#### WORKING DATA

//! # Stockweb Core
//!
//! Closing-price statistics and the market-data client behind the stockweb
//! HTTP API.
//!
//! ## Modules
//!
//! | Module | Description |
//! |--------|-------------|
//! | [`stats`] | Standard deviation, linear regression, moving average, resistance/support |
//! | [`domain`] | Symbol, trading date, date range and price series types |
//! | [`source`] | `PriceSource` trait, requests and structured errors |
//! | [`adapters`] | Alpha Vantage `TIME_SERIES_DAILY` adapter |
//! | [`http_client`] | HTTP transport abstraction (reqwest in production) |
//! | [`throttling`] | Provider request budget |
//! | [`error`] | Core error types |
//!
//! ## Architecture
//!
//! ```text
//! ┌─────────────────┐
//! │  HTTP handler   │
//! └────────┬────────┘
//!          │ PriceRequest
//!          ▼
//! ┌─────────────────┐     ┌──────────────────┐
//! │  PriceSource    │────▶│ Request budget   │
//! │ (Alpha Vantage) │     └──────────────────┘
//! └────────┬────────┘     ┌──────────────────┐
//!          ├─────────────▶│ HTTP client      │
//!          │              └──────────────────┘
//!          ▼ PriceSeries (oldest first)
//! ┌─────────────────┐
//! │  stats::*       │
//! └─────────────────┘
//! ```
//!
//! ## Example
//!
//! ```rust
//! use stockweb_core::stats;
//!
//! let closes = [1.0, 2.0, 3.0, 4.0, 5.0];
//! let fit = stats::linear_regression(&closes)?;
//! assert!((fit.slope - 1.0).abs() < 1e-12);
//!
//! assert!(stats::standard_deviation(&closes[..1]).is_err());
//! # Ok::<(), stockweb_core::StatsError>(())
//! ```
//!
//! ## Security
//!
//! - The Alpha Vantage key comes from configuration and never appears in logs
//!   or `Debug` output
//! - Tickers are validated before they are placed in an upstream URL

pub mod adapters;
pub mod domain;
pub mod error;
pub mod http_client;
pub mod source;
pub mod stats;
pub mod throttling;

pub use adapters::{AlphaVantageAdapter, AlphaVantageConfig, OutputSize};

pub use domain::{ClosePoint, DateRange, PriceSeries, Symbol, TradingDate};

pub use error::{CoreError, ValidationError};

pub use http_client::{HttpClient, HttpError, HttpRequest, HttpResponse, ReqwestHttpClient};

pub use source::{PriceRequest, PriceSource, SourceError, SourceErrorKind};

pub use stats::{RegressionResult, ResistanceSupport, StatsError};

pub use throttling::RequestBudget;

########

### WHAT YOU ARE ASKED TO DO
Tally the lines in the entries above that hold the word "PriceSource". Reply with nothing but that count.

### SOLUTION TO THIS EXERCISE
3